● **Task requirements**: Among the entries below, find the line with "if self.git.timeout_ms == 0", then quote it and each following line up to and including the line with "mod context;", and nothing else.

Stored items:

//! CLI argument definitions using clap derive

use clap::{ArgAction, Parser, Subcommand, ValueEnum};
use clap_complete::Shell;
use std::path::PathBuf;

/// gitvars - git metadata for serverless functions
///
/// Resolves git repository metadata (commit, branch, dirty state, ...) and
/// exports it as environment variables and tags on every function of a
/// serverless service.
#[derive(Parser, Debug)]
#[command(name = "gitvars")]
#[command(author, version, about, long_about = None)]
#[command(propagate_version = true)]
pub struct Cli {
    /// Subcommand to execute
    #[command(subcommand)]
    pub command: Commands,

    /// Increase verbosity (-v info, -vv debug)
    #[arg(short, long, global = true, action = ArgAction::Count)]
    pub verbose: u8,

    /// Configuration file path
    #[arg(short, long, global = true, env = "GITVARS_CONFIG")]
    pub config: Option<PathBuf>,

    /// Run as if started in this directory
    #[arg(short = 'C', long, global = true)]
    pub cwd: Option<PathBuf>,
}

/// Available commands
#[derive(Subcommand, Debug)]
pub enum Commands {
    /// Resolve variable references (e.g. sha1, git:branch, env:STAGE)
    Get(GetArgs),

    /// Resolve and show every git variable
    List(ListArgs),

    /// Export git variables onto every function of a service
    Export(ExportArgs),

    /// Run the action registered for a lifecycle phase
    Hook(HookArgs),

    /// Show or edit configuration
    Config(ConfigArgs),

    /// Generate shell completions
    Completions(CompletionsArgs),
}

/// Arguments for the get command
#[derive(Parser, Debug)]
pub struct GetArgs {
    /// References to resolve; bare names are read as git:<name>
    #[arg(required = true)]
    pub references: Vec<String>,

    /// Output format
    #[arg(short, long, default_value = "plain")]
    pub format: OutputFormat,
}

/// Arguments for the list command
#[derive(Parser, Debug)]
pub struct ListArgs {
    /// Output format
    #[arg(short, long, default_value = "table")]
    pub format: OutputFormat,
}

/// Arguments for the export command
#[derive(Parser, Debug)]
pub struct ExportArgs {
    /// Service document (defaults to export.file from config)
    #[arg(short, long)]
    pub file: Option<PathBuf>,

    /// Print the updated document instead of writing it
    #[arg(long)]
    pub dry_run: bool,
}

/// Arguments for the hook command
#[derive(Parser, Debug)]
pub struct HookArgs {
    /// Lifecycle phase (e.g. after:package:initialize)
    pub phase: String,

    /// Service document (defaults to export.file from config)
    #[arg(short, long)]
    pub file: Option<PathBuf>,

    /// Print the updated document instead of writing it
    #[arg(long)]
    pub dry_run: bool,
}

/// Arguments for the config command
#[derive(Parser, Debug)]
pub struct ConfigArgs {
    /// Subcommand for config
    #[command(subcommand)]
    pub action: Option<ConfigAction>,
}

/// Config subcommands
#[derive(Subcommand, Debug)]
pub enum ConfigAction {
    /// Show current configuration
    Show,

    /// Show configuration file path
    Path,

    /// Initialize default configuration
    Init {
        /// Overwrite existing configuration
        #[arg(short, long)]
        force: bool,
    },

    /// Set a configuration value
    Set {
        /// Configuration key (e.g., git.timeout_ms)
        key: String,
        /// Value to set
        value: String,
    },
}

/// Arguments for the completions command
#[derive(Parser, Debug)]
pub struct CompletionsArgs {
    /// Target shell
    pub shell: Shell,
}

/// Output format for resolved values
#[derive(Debug, Clone, Copy, PartialEq, Eq, ValueEnum)]
pub enum OutputFormat {
    /// Human-readable table
    Table,
    /// JSON output
    Json,
    /// Simple text (one per line)
    Plain,
}
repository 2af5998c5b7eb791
//! Command-line interface

pub mod args;
pub mod commands;

pub use args::{Cli, Commands};
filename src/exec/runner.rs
//! Command runner abstraction

use crate::error::GitVarsResult;
use async_trait::async_trait;
use std::time::Duration;

/// Runs a single external command and returns its output
///
/// Implementations must return stdout trimmed of leading and trailing
/// whitespace, and fail with:
/// - `QueryFailed` when the command cannot be started or exits non-zero
/// - `QueryTimeout` when it runs longer than `timeout`
#[async_trait]
pub trait CommandRunner: Send + Sync {
    /// Run `command` and return its trimmed standard output
    async fn run(&self, command: &str, timeout: Duration) -> GitVarsResult<String>;
}
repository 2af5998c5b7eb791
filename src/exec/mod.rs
//! External command execution
//!
//! Git queries go through the [`CommandRunner`] trait so the resolver can be
//! exercised without a real repository.

mod process;
mod runner;
#[cfg(test)]
pub(crate) mod testing;

pub use process::ProcessRunner;
pub use runner::CommandRunner;
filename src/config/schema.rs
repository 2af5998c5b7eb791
//! Configuration schema for gitvars
//!
//! Configuration is stored at `~/.config/gitvars/config.toml`

use serde::{Deserialize, Serialize};
use std::path::PathBuf;
use std::time::Duration;

/// Root configuration structure
#[derive(Debug, Clone, Default, Serialize, Deserialize)]
#[serde(default)]
pub struct Config {
    /// General settings
    pub general: GeneralConfig,

    /// Git query settings
    pub git: GitConfig,

    /// Export defaults
    pub export: ExportConfig,
}

impl Config {
    /// Check values serde cannot constrain
    pub fn validate(&self) -> Result<(), String> {
        if !matches!(self.general.log_format.as_str(), "text" | "json") {
            return Err(format!(
                "general.log_format must be \"text\" or \"json\", got \"{}\"",
                self.general.log_format
            ));
        }
        if self.git.timeout_ms == 0 {
            return Err("git.timeout_ms must be greater than zero".to_string());
        }
        if self.git.program.trim().is_empty() || self.git.program.contains(char::is_whitespace) {
            return Err(format!(
                "git.program must be a single path without spaces, got \"{}\"",
                self.git.program
            ));
        }
        Ok(())
    }
}

/// General application settings
#[derive(Debug, Clone, Serialize, Deserialize)]
#[serde(default)]
pub struct GeneralConfig {
    /// Log format: "text" or "json"
    pub log_format: String,
}

impl Default for GeneralConfig {
    fn default() -> Self {
        Self {
            log_format: "text".to_string(),
        }
    }
}

/// Git query settings
#[derive(Debug, Clone, Serialize, Deserialize)]
#[serde(default)]
pub struct GitConfig {
    /// Git executable
    pub program: String,

    /// Per-query timeout in milliseconds
    pub timeout_ms: u64,
}

impl GitConfig {
    pub fn timeout(&self) -> Duration {
        Duration::from_millis(self.timeout_ms)
    }
}

impl Default for GitConfig {
    fn default() -> Self {
        Self {
            program: "git".to_string(),
            timeout_ms: 1000,
        }
    }
}

/// Export settings
#[derive(Debug, Clone, Serialize, Deserialize)]
#[serde(default)]
pub struct ExportConfig {
    /// Service document used when --file is not given
    pub file: PathBuf,
}

impl Default for ExportConfig {
    fn default() -> Self {
        Self {
            file: PathBuf::from("serverless.yml"),
        }
    }
}
//! Terminal output helpers
//!
//! Uses `cliclack` log lines when attached to a terminal and plain bracketed
//! status lines otherwise, so CI logs stay readable.

mod context;
mod output;
mod theme;

pub use context::UiContext;
pub use output::{
    intro, key_value, remark, step_error_detail, step_info, step_ok, step_ok_detail,
    step_warn_hint,
};
pub use theme::{init_theme, GitVarsTheme};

● **Problem solution**:
        if self.git.timeout_ms == 0 {
            return Err("git.timeout_ms must be greater than zero".to_string());
        }
        if self.git.program.trim().is_empty() || self.git.program.contains(char::is_whitespace) {
            return Err(format!(
                "git.program must be a single path without spaces, got \"{}\"",
                self.git.program
            ));
        }
        Ok(())
    }
}

/// General application settings
#[derive(Debug, Clone, Serialize, Deserialize)]
#[serde(default)]
pub struct GeneralConfig {
    /// Log format: "text" or "json"
    pub log_format: String,
}

impl Default for GeneralConfig {
    fn default() -> Self {
        Self {
            log_format: "text".to_string(),
        }
    }
}

/// Git query settings
#[derive(Debug, Clone, Serialize, Deserialize)]
#[serde(default)]
pub struct GitConfig {
    /// Git executable
    pub program: String,

    /// Per-query timeout in milliseconds
    pub timeout_ms: u64,
}

impl GitConfig {
    pub fn timeout(&self) -> Duration {
        Duration::from_millis(self.timeout_ms)
    }
}

impl Default for GitConfig {
    fn default() -> Self {
        Self {
            program: "git".to_string(),
            timeout_ms: 1000,
        }
    }
}

/// Export settings
#[derive(Debug, Clone, Serialize, Deserialize)]
#[serde(default)]
pub struct ExportConfig {
    /// Service document used when --file is not given
    pub file: PathBuf,
}

impl Default for ExportConfig {
    fn default() -> Self {
        Self {
            file: PathBuf::from("serverless.yml"),
        }
    }
}
//! Terminal output helpers
//!
//! Uses `cliclack` log lines when attached to a terminal and plain bracketed
//! status lines otherwise, so CI logs stay readable.

mod context;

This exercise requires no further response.